Entrevista a Carlos “Calica” Ferrer
Por Susana Salina
Carlos “Calica” Ferrer, autor del libro que relata el último viaje de Guevara por Latinoamérica, cuenta cómo fue su amistad con el Che. A poco de cumplirse, el 14 de junio, un nuevo aniversario del natalicio del “Che” Guevara, Calica abrió las puertas de su departamento de la calle Anchorena de la Ciudad de Buenos Aires, y en un cordial y caluroso recibimiento, rodeado de retratos con la imagen de Ernesto, relató entre añoranza y alegría las andanzas junto a su amigo.
En su libro “De Ernesto al Che”, Calica cuenta que el 7 de julio de 1953 el médico Guevara, de 25 años, y él, de 24, partieron en tren desde la estación Retiro. El viaje que iniciaron juntos concluyó en Ecuador; allí el joven doctor conoció a unos dirigentes del partido comunista y a través de ellos se contactó con los pocos especialistas en lepra que había en la ciudad, también se le despertó el interés por Guatemala, le inquietaba conocer la experiencia de un gobierno socialista encabezado por un militar, Jacobo Arbenz, en medio de una América dominada por Estados Unidos.
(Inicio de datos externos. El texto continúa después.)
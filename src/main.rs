//! SQL Server Backup/Restore Tool
//!
//! Provides CLI interface for database backup and restore operations

// sqldatabasetool/src/main.rs
mod archive;
mod backup;
mod config;
mod db;
mod errors;
mod logging;
mod restore;
mod toolkit;
mod utils;

use anyhow::{Context, Result};
use config::ToolkitOptions;
use errors::ToolkitError;
use std::env;
use std::path::PathBuf;
use std::process::ExitCode;
use tokio_util::sync::CancellationToken;

const CONFIG_PATH_ENV: &str = "SQLTOOLKIT_CONFIG";
const DEFAULT_CONFIG_PATH: &str = "config.json";
// 128 + SIGINT
const EXIT_CANCELLED: u8 = 130;

/// Main entry point for the backup/restore tool
#[tokio::main]
async fn main() -> ExitCode {
    logging::init();

    match run_app().await {
        Ok(_) => {
            println!("✅ Operation completed successfully.");
            ExitCode::SUCCESS
        }
        Err(e) if was_cancelled(&e) => {
            eprintln!("⚠️ Operation cancelled: {:?}", e);
            ExitCode::from(EXIT_CANCELLED)
        }
        Err(e) => {
            eprintln!("❌ Error: {:?}", e);
            ExitCode::FAILURE
        }
    }
}

/// True when any error in the chain is a cancellation.
fn was_cancelled(err: &anyhow::Error) -> bool {
    err.chain().any(|cause| {
        cause
            .downcast_ref::<ToolkitError>()
            .is_some_and(ToolkitError::is_cancelled)
    })
}

async fn run_app() -> Result<()> {
    let args: Vec<String> = env::args().collect();
    let choice = if args.len() > 1 {
        args[1].trim().to_lowercase()
    } else {
        prompt_choice()?
    };

    let config_path = args
        .get(2)
        .map(PathBuf::from)
        .or_else(|| env::var(CONFIG_PATH_ENV).ok().map(PathBuf::from))
        .unwrap_or_else(|| PathBuf::from(DEFAULT_CONFIG_PATH));
    let options = ToolkitOptions::load(&config_path).with_context(|| {
        format!("Failed to load configuration from {}", config_path.display())
    })?;

    let token = CancellationToken::new();
    let ctrl_c_token = token.clone();
    tokio::spawn(async move {
        if tokio::signal::ctrl_c().await.is_ok() {
            tracing::warn!("Interrupt received, cancelling the current operation");
            ctrl_c_token.cancel();
        }
    });

    match choice.as_str() {
        "1" | "backup" => {
            println!("🚀 Starting Backup Process...");
            backup::run_backup_flow(&options, &token)
                .await
                .context("Backup process failed")?;
        }
        "2" | "restore" => {
            println!("🔄 Starting Restore Process...");
            println!(
                "Restore target: {} database(s) into {}",
                options.databases.len(),
                options.restore_directory.display()
            );
            restore::run_restore_flow(&options, &token)
                .await
                .context("Restore process failed")?;
        }
        _ => {
            println!("❌ Invalid choice. Please enter '1' (backup) or '2' (restore).");
            anyhow::bail!("Invalid operation choice");
        }
    }
    Ok(())
}

/// Prompts user to select backup or restore operation
///
/// Returns the user's choice as String
fn prompt_choice() -> Result<String> {
    use std::io::{Write, stdin, stdout};

    println!("Select an operation:");
    println!("1. Take Backup (or type 'backup')");
    println!("2. Restore Backup (or type 'restore')");
    print!("Enter your choice: ");
    stdout().flush().context("Failed to flush stdout")?;

    let mut input = String::new();
    stdin().read_line(&mut input).context("Failed to read user input")?;
    Ok(input.trim().to_lowercase())
}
El 31 de octubre de ese mismo año, Ernesto partió a Guatemala, mientras Calica pasaba por Quito para aterrizar en Venezuela donde vivió varios años. Cuando Guevara entró en la clandestinidad en México dejó de recibir noticias suyas. Un día, Alberto Granado llegó con un ejemplar del diario “Universal”, ahí estaba Ernesto, como uno de los detenidos acusados de estar preparando una invasión a Cuba desde México. Figuraba como “un médico argentino”. Ya era el Che.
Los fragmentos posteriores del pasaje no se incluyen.